_The data_.
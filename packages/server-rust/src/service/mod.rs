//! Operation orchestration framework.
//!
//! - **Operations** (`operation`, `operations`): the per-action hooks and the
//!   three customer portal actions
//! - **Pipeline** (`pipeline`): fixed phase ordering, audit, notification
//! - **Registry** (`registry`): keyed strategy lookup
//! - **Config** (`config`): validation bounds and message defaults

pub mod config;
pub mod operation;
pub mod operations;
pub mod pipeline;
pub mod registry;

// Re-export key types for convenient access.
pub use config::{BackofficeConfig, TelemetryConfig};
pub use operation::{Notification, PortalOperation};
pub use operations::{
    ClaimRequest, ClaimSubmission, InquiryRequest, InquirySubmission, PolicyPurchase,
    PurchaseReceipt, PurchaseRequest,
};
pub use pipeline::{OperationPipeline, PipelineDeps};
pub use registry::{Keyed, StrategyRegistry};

_Problem to work on_.
Find the number of lines in the material above that contain the word "config"; write that number and nothing else.

_Task answer_.
3